This is the fave thriller of a friend of mine, I found it on one of the free bookshelves around town and gave it a try.
I read quite a few of the Wallander cases as a teen, but I mostly only remember the gory violence and not much else. While not a Wallander case, this definitely doesn’t disappoint either when it comes to cruel ways to die.
A former police man is found flogged to death in his house somewhere in the Swedish boondocks, bloody footsteps on the floor suggesting he was forced to dance a tango while bleeding to death. One of his former colleagues from out of town, Stefan, who struggles with his recent cancer diagnosis and how it affects his relationship with his older girlfriend, decides to get involved with the investigation to distract himself, but also to find answers to who this old man really was. While doing that he discovers a network of not-so-hidden old school Nazis and Führer-idolising wankstains.

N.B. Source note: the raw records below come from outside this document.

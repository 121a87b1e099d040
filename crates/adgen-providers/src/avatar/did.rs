//! D-ID talks API.

use std::time::Duration;

use adgen_models::JobStatus;
use async_trait::async_trait;
use reqwest::multipart::{Form, Part};
use reqwest::{Client, RequestBuilder};
use serde::Deserialize;
use serde_json::json;
use tracing::debug;

use super::{AvatarIdentity, AvatarProvider, AvatarRequest, AvatarScript, IdentityKind, PreparedIdentity};
use crate::error::{ProviderError, ProviderResult};
use crate::http::{build_client, describe_failure, required_env, timeout_from_env, trim_base_url};
use crate::poll::RemoteStatus;

const PROVIDER: &str = "d-id";

/// Configuration for the D-ID client.
#[derive(Debug, Clone)]
pub struct DidConfig {
    /// API key as issued (already base64 `user:secret`)
    pub api_key: String,
    pub base_url: String,
    /// Presenter photo used when the client uploads none
    pub presenter_url: String,
    /// Voice for text scripts
    pub voice_id: String,
    pub timeout: Duration,
}

impl DidConfig {
    pub fn new(api_key: impl Into<String>) -> Self {
        Self {
            api_key: api_key.into(),
            base_url: "https://api.d-id.com".to_string(),
            presenter_url: "https://create-images-results.d-id.com/DefaultPresenters/Noelle-Hi.png"
                .to_string(),
            voice_id: "en-US-JennyNeural".to_string(),
            timeout: timeout_from_env(),
        }
    }

    /// Create config from environment variables.
    pub fn from_env() -> ProviderResult<Self> {
        let mut config = Self::new(required_env("DID_API_KEY")?);
        if let Ok(url) = std::env::var("DID_BASE_URL") {
            config.base_url = url;
        }
        if let Ok(url) = std::env::var("DID_PRESENTER_URL") {
            config.presenter_url = url;
        }
        if let Ok(voice) = std::env::var("DID_VOICE_ID") {
            config.voice_id = voice;
        }
        Ok(config)
    }
}

#[derive(Debug, Deserialize)]
struct TalkCreated {
    id: Option<String>,
}

#[derive(Debug, Deserialize)]
struct ImageUploaded {
    url: Option<String>,
}

#[derive(Debug, Deserialize)]
struct TalkStatus {
    status: Option<String>,
    result_url: Option<String>,
    error: Option<serde_json::Value>,
}

/// D-ID client.
pub struct DidClient {
    http: Client,
    config: DidConfig,
}

impl DidClient {
    pub fn new(mut config: DidConfig) -> ProviderResult<Self> {
        config.base_url = trim_base_url(config.base_url);
        let http = build_client(config.timeout)?;
        Ok(Self { http, config })
    }

    pub fn from_env() -> ProviderResult<Self> {
        Self::new(DidConfig::from_env()?)
    }

    fn authed(&self, builder: RequestBuilder) -> RequestBuilder {
        builder
            .header("Authorization", format!("Basic {}", self.config.api_key))
            .header("accept", "application/json")
    }

    fn script_body(&self, script: &AvatarScript) -> serde_json::Value {
        match script {
            AvatarScript::Text(text) => json!({
                "type": "text",
                "input": text,
                "provider": {"type": "microsoft", "voice_id": self.config.voice_id},
            }),
            AvatarScript::AudioUrl(url) => json!({
                "type": "audio",
                "audio_url": url,
            }),
        }
    }
}

fn map_talk_status(body: TalkStatus) -> RemoteStatus {
    match body.status.as_deref().unwrap_or_default() {
        "done" => RemoteStatus {
            status: JobStatus::Completed,
            result_url: body.result_url,
            error_detail: None,
        },
        "error" | "rejected" => RemoteStatus::failed(
            body.error
                .map(|e| e.to_string())
                .unwrap_or_else(|| "talk failed".to_string()),
        ),
        "started" => RemoteStatus::pending(JobStatus::Processing),
        // created and anything unrecognized
        _ => RemoteStatus::pending(JobStatus::Queued),
    }
}

#[async_trait]
impl AvatarProvider for DidClient {
    fn name(&self) -> &'static str {
        PROVIDER
    }

    async fn prepare_identity(&self, identity: AvatarIdentity) -> ProviderResult<PreparedIdentity> {
        let (bytes, extension) = match identity {
            AvatarIdentity::Default => {
                return Ok(PreparedIdentity {
                    kind: IdentityKind::Presenter,
                    reference: self.config.presenter_url.clone(),
                })
            }
            AvatarIdentity::Image { bytes, extension } => (bytes, extension),
        };

        let mime = match extension.as_str() {
            "png" => "image/png",
            _ => "image/jpeg",
        };
        let part = Part::bytes(bytes)
            .file_name(format!("presenter.{extension}"))
            .mime_str(mime)
            .map_err(|e| ProviderError::submission(PROVIDER, e.to_string()))?;

        let response = self
            .authed(self.http.post(format!("{}/images", self.config.base_url)))
            .multipart(Form::new().part("image", part))
            .send()
            .await
            .map_err(|e| ProviderError::submission(PROVIDER, e.to_string()))?;

        if !response.status().is_success() {
            return Err(ProviderError::submission(PROVIDER, describe_failure(response).await));
        }

        let uploaded: ImageUploaded = response
            .json()
            .await
            .map_err(|e| ProviderError::submission(PROVIDER, format!("malformed upload response: {e}")))?;
        let url = uploaded
            .url
            .filter(|u| !u.is_empty())
            .ok_or_else(|| ProviderError::submission(PROVIDER, "image upload returned no url"))?;

        debug!(url = %url, "Uploaded presenter image");
        Ok(PreparedIdentity {
            kind: IdentityKind::Photo,
            reference: url,
        })
    }

    async fn submit(&self, request: &AvatarRequest) -> ProviderResult<String> {
        let body = json!({
            "source_url": request.identity.reference,
            "script": self.script_body(&request.script),
            "config": {"result_format": "mp4"},
        });

        let response = self
            .authed(self.http.post(format!("{}/talks", self.config.base_url)))
            .json(&body)
            .send()
            .await
            .map_err(|e| ProviderError::submission(PROVIDER, e.to_string()))?;

        if !response.status().is_success() {
            return Err(ProviderError::submission(PROVIDER, describe_failure(response).await));
        }

        let created: TalkCreated = response
            .json()
            .await
            .map_err(|e| ProviderError::submission(PROVIDER, format!("malformed response: {e}")))?;

        created
            .id
            .filter(|id| !id.is_empty())
            .ok_or_else(|| ProviderError::submission(PROVIDER, "response carried no talk id"))
    }

    async fn fetch_status(&self, job_id: &str) -> ProviderResult<RemoteStatus> {
        let response = self
            .authed(self.http.get(format!("{}/talks/{}", self.config.base_url, job_id)))
            .send()
            .await
            .map_err(|e| ProviderError::transient(PROVIDER, e.to_string()))?;

        if !response.status().is_success() {
            return Err(ProviderError::transient(PROVIDER, describe_failure(response).await));
        }

        let body: TalkStatus = response
            .json()
            .await
            .map_err(|e| ProviderError::transient(PROVIDER, format!("malformed status: {e}")))?;

        Ok(map_talk_status(body))
    }
}

#[cfg(test)]
mod tests {
    use super::*;

    fn status(json: &str) -> RemoteStatus {
        map_talk_status(serde_json::from_str(json).unwrap())
    }

    #[test]
    fn test_talk_status_mapping() {
        assert_eq!(status(r#"{"status": "created"}"#).status, JobStatus::Queued);
        assert_eq!(status(r#"{"status": "started"}"#).status, JobStatus::Processing);
        assert_eq!(
            status(r#"{"status": "done", "result_url": "https://d-id/r.mp4"}"#),
            RemoteStatus::completed("https://d-id/r.mp4")
        );

        let failed = status(r#"{"status": "error", "error": {"kind": "FaceError", "description": "no face"}}"#);
        assert_eq!(failed.status, JobStatus::Failed);
        assert!(failed.error_detail.unwrap().contains("no face"));

        assert_eq!(status(r#"{"status": "rejected"}"#).status, JobStatus::Failed);
        assert_eq!(status(r#"{"status": "mystery"}"#).status, JobStatus::Queued);
    }

    #[test]
    fn test_audio_script_body() {
        let client = DidClient::new(DidConfig::new("key")).unwrap();
        let body = client.script_body(&AvatarScript::AudioUrl("https://a/v.mp3".into()));
        assert_eq!(body["type"], "audio");
        assert_eq!(body["audio_url"], "https://a/v.mp3");

        let body = client.script_body(&AvatarScript::Text("Hi".into()));
        assert_eq!(body["type"], "text");
        assert_eq!(body["input"], "Hi");
    }
}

I did finish the book, so it’s not BAD, there is suspense and especially in the end you get drawn in. A lot of Mankell’s writing feels like it was written with the TV-movie already in mind, which isn’t necessarily something bad, it’s very cinematographic in its action and despite the many settings you always know where you are and have an easy time visualising the place.
It’s also predictable af. The mystery itself is, but the way it’s told doesn’t help either, you’re constantly taken by the hand and told: the main character is thinking this now, this is important. How did he get to this conclusion? Either someone told him that exact thing two sentences up and he’s repeating it, or nebulous “police instincts”. There are so many opportunities to mess with the reader a little bit, but Mankell never takes them. It’s all very straightforward man-solves-crime and while the societal problems are touched and there’s a bit of a personal stake for Stefan too, it’s never developed in anything interesting.
So yeah, while mildly entertaining and a good night read (if you don’t mind violence), it mostly feels like a missed opportunity.